Getting an awesome new 29er Mountain Bike

About a week ago I was biking at South Valley Park in Inver Grove Heights. Even though it is a paved trail, the hills are a killer workout. Actually, they are some of the best hills I have ever seen on a paved trail.

Anyway, my derailleur had a slight problem with the hills. Eventually my chain fell off. I put it back on, but it fell off again. Then I made it out of the hills and began to bike some more. My derailleur was no longer shifting onto the correct cogs.

I called my wife. She came and picked up my bike and I. It was a good thing I brought my phone with. I had only brought my phone in case my wife went into labor, but it served another good “emergency” purpose. After picking up my bike, we went to get a bite to eat. We then went to REI and checked out new bikes.

My wife thought it would make sense for me to buy a higher quality, non-department store bike since mountain biking has become something I really enjoy. Thus began a very educational and interesting process.

I knew some features I wanted. For example, I was certain I wanted a hardtail (No rear suspension). But I needed some people with more experience to give me even better suggestions. I talked to some people at my work (Thanks Charlie Sinks and Pete Stopfer!), and they had a lot of good suggestions.

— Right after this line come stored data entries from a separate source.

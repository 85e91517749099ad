//! Food lifecycle for one room: bulk init, weighted spawns, collection with
//! scheduled respawns, bonus-item cadence, and elimination trail drops.

use rand::Rng;
use shared::{
    FoodColor, FoodItem, Vec2, BONUS_FOOD_RADIUS, BONUS_FOOD_SPAWN_INTERVAL_MS,
    FOOD_RADIUS, FOOD_RESPAWN_MAX_MS, FOOD_RESPAWN_MIN_MS, MAP_HEIGHT, MAP_WIDTH, MAX_BONUS_FOOD,
    MAX_FOOD_PER_ROOM, MIN_FOOD_PER_ROOM,
};
use std::collections::HashMap;
use std::time::{Duration, Instant};

/// Bonus items spawn away from the map edges.
const BONUS_SPAWN_MARGIN: f32 = 200.0;
/// Trail food is dropped at every Nth body point.
const TRAIL_DROP_STRIDE: usize = 3;
const TRAIL_JITTER: f32 = 10.0;

pub struct FoodField {
    items: HashMap<u32, FoodItem>,
    next_id: u32,
    /// Replacement spawns scheduled by `collect`, fired by `update`.
    respawns_due: Vec<Instant>,
    next_bonus_at: Instant,
    bonus_count: usize,
}

impl FoodField {
    pub fn new(now: Instant) -> Self {
        Self {
            items: HashMap::new(),
            next_id: 1,
            respawns_due: Vec::new(),
            next_bonus_at: now + Duration::from_millis(BONUS_FOOD_SPAWN_INTERVAL_MS),
            bonus_count: 0,
        }
    }

    /// Bulk-spawns a randomized count within the configured band.
    pub fn initialize(&mut self) {
        let count = rand::thread_rng().gen_range(MIN_FOOD_PER_ROOM..MAX_FOOD_PER_ROOM);
        for _ in 0..count {
            self.spawn_one();
        }
    }

    /// One ordinary item at a random position, color from the weighted roll.
    pub fn spawn_one(&mut self) -> u32 {
        let mut rng = rand::thread_rng();
        let color = roll_color(rng.gen_range(0.0..100.0));
        let position = Vec2 {
            x: rng.gen_range(0.0..MAP_WIDTH),
            y: rng.gen_range(0.0..MAP_HEIGHT),
        };
        self.insert(position, color, FOOD_RADIUS)
    }

    /// Deterministic spawn at a known position; used by tests and trail drops.
    pub fn spawn_at(&mut self, position: Vec2, color: FoodColor) -> u32 {
        let radius = if color.is_bonus() { BONUS_FOOD_RADIUS } else { FOOD_RADIUS };
        if color.is_bonus() {
            self.bonus_count += 1;
        }
        self.insert(position, color, radius)
    }

    fn insert(&mut self, position: Vec2, color: FoodColor, radius: f32) -> u32 {
        let id = self.next_id;
        self.next_id += 1;
        self.items.insert(
            id,
            FoodItem {
                id,
                position,
                color,
                value: color.value(),
                radius,
            },
        );
        id
    }

    /// Per-tick maintenance: fire due respawns (skipped at the cap) and the
    /// bonus-item timer.
    pub fn update(&mut self, now: Instant) {
        if self.respawns_due.iter().any(|due| *due <= now) {
            let due_count = self.respawns_due.iter().filter(|due| **due <= now).count();
            self.respawns_due.retain(|due| *due > now);
            for _ in 0..due_count {
                if self.items.len() < MAX_FOOD_PER_ROOM {
                    self.spawn_one();
                }
            }
        }

        // The timer only re-arms after an actual spawn, so a slot freed at
        // the cap refills on the next tick instead of waiting a full interval.
        if now >= self.next_bonus_at && self.bonus_count < MAX_BONUS_FOOD {
            self.spawn_bonus();
            self.next_bonus_at = now + Duration::from_millis(BONUS_FOOD_SPAWN_INTERVAL_MS);
        }
    }

    fn spawn_bonus(&mut self) {
        let mut rng = rand::thread_rng();
        let position = Vec2 {
            x: rng.gen_range(BONUS_SPAWN_MARGIN..MAP_WIDTH - BONUS_SPAWN_MARGIN),
            y: rng.gen_range(BONUS_SPAWN_MARGIN..MAP_HEIGHT - BONUS_SPAWN_MARGIN),
        };
        self.insert(position, FoodColor::Rainbow, BONUS_FOOD_RADIUS);
        self.bonus_count += 1;
    }

    /// Removes and returns the item, scheduling one replacement ordinary
    /// spawn after a randomized delay. The cap is re-checked when the
    /// respawn fires, so the room never exceeds its food ceiling.
    pub fn collect(&mut self, id: u32, now: Instant) -> Option<FoodItem> {
        let item = self.items.remove(&id)?;

        if item.color.is_bonus() {
            self.bonus_count = self.bonus_count.saturating_sub(1);
        }

        let delay = rand::thread_rng().gen_range(FOOD_RESPAWN_MIN_MS..=FOOD_RESPAWN_MAX_MS);
        self.respawns_due.push(now + Duration::from_millis(delay));

        Some(item)
    }

    /// Brute-force proximity scan; O(food count).
    pub fn ids_near(&self, point: Vec2, radius: f32) -> Vec<u32> {
        self.items
            .values()
            .filter(|item| item.position.distance_squared(point) <= radius * radius)
            .map(|item| item.id)
            .collect()
    }

    /// Converts an eliminated snake's body to collectible value: one green
    /// item at every third body point, with slight positional jitter.
    pub fn drop_trail(&mut self, segments: &[Vec2]) {
        let mut rng = rand::thread_rng();
        for segment in segments.iter().step_by(TRAIL_DROP_STRIDE) {
            let position = Vec2 {
                x: segment.x + rng.gen_range(-TRAIL_JITTER..TRAIL_JITTER),
                y: segment.y + rng.gen_range(-TRAIL_JITTER..TRAIL_JITTER),
            };
            self.insert(position, FoodColor::Green, FOOD_RADIUS);
        }
    }

    pub fn get(&self, id: u32) -> Option<&FoodItem> {
        self.items.get(&id)
    }

    pub fn count(&self) -> usize {
        self.items.len()
    }

    pub fn bonus_count(&self) -> usize {
        self.bonus_count
    }

    pub fn all(&self) -> Vec<FoodItem> {
        self.items.values().copied().collect()
    }
}

fn roll_color(roll: f32) -> FoodColor {
    // Weights: white 60, green 20, blue 15, gold 5 (sums to 100).
    if roll < 60.0 {
        FoodColor::White
    } else if roll < 80.0 {
        FoodColor::Green
    } else if roll < 95.0 {
        FoodColor::Blue
    } else {
        FoodColor::Gold
    }
}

I learned that there were a few more features I really wanted on my bike. I found that a lockout suspension would greatly benefit my ride on long hills and on smooth surfaces. This was something I never thought about until Charlie said he really enjoyed his lockout on his new bike. He had a RockShox Dart 3, and it seems like a good one.

I also found out that disk breaks are awesome. I never really thought about how much breaking power you lose on a wet road. Since normal breaks work near the edge of the tires, they are more likely to be slippery. Disk breaks are in the center of the wheel, which prevents much of the wetness from ever reaching them.

My choices were greatly narrowed by the above features. I was able to begin to compare features in more detail. One big choice remaining was whether to go with a traditional 26″ rims, or to purchase a 29er. It was a tough choice.

Marin Alpine Trail 29er Bike - 2008I really don’t know anyone who regularly rides a 29er, but Pete said he rode one at Minnesota River Bottoms in South Bloomington. He said he liked the feel, but it was a little tight on the turns. I can see how that would happen. Three inches diameter on your wheels mean a lot in tight situations.

Today I had the opportunity to compare the 26er to the 29er. I will say that they were both pretty nice bikes. I took them on the mountain bike course at the Bloomington REI. It was great, but I needed more. I found an abandoned lot next to REI and really challenged the bikes. Curbs, holes, and hills shed light on the feel and the flaws of each of them. From the lot, I moved to the road, locked out the suspension, and tested the “road-bike” feel.

The 29er won me over on everything except the sharp turns. Even there, it made up for the difference in that you could take normal turns at a higher speed. The road test was most impressive. I felt like the bike was ready to take off and fly with the acceleration I got on the 29er. Finally, the 29er survived the head-on curb test. It seriously felt like a medium bump instead of a curb.

My mind was made up. I went back inside and decided to purchase the 29er (Thanks to my wife for being so generous!). This is a bike that you can learn to love (and it does not take long). For my size, I bought the 19 inch. So here are the specs on my new 2008 Marin Alpine Trail 29er:



Frame 6061 Aluminum
Fork Rock Shox Dart 3, 100mm travel
Crankset Truvativ X-Flow 3.0, 42/32/22
Shifters Shimano Alivio
Brakes Hayes MX-4 mechanical
Brake levers Forged ally 3-finger
Front derailleur Shimano Altus
Rear derailleur Shimano Alivio
Head set Ritchey LB, 1-1/8″ threadless
Bottom bracket Truvativ with sealed cartridge
Rear cog Shimano GH30, 11-32, 8-speed
Front hub Alloy double sealed
Rear hub Alloy double sealed
Rims Alex TD-20
Tires WTB Prowler SL Sport, 29×2.1
Stem Marin OS alloy threadless
Handlebar 6061 alloy double butted
Seat post Alloy micro adjust
Saddle WTB Speed V Sort LE
Pedals Composite
Chain HG40

3 thoughts on “Getting an awesome new 29er Mountain Bike

  1. Congrats on the new 29er! I sure hope that I can keep up with you when we ride LBH. Your wife’s a keeper!

  2. I am sure you can keep up with me! I understand that you ran the Pike’s Peak Marathon, if you can do that, I am sure you can beat most people around the Lebanon Hills singletrack!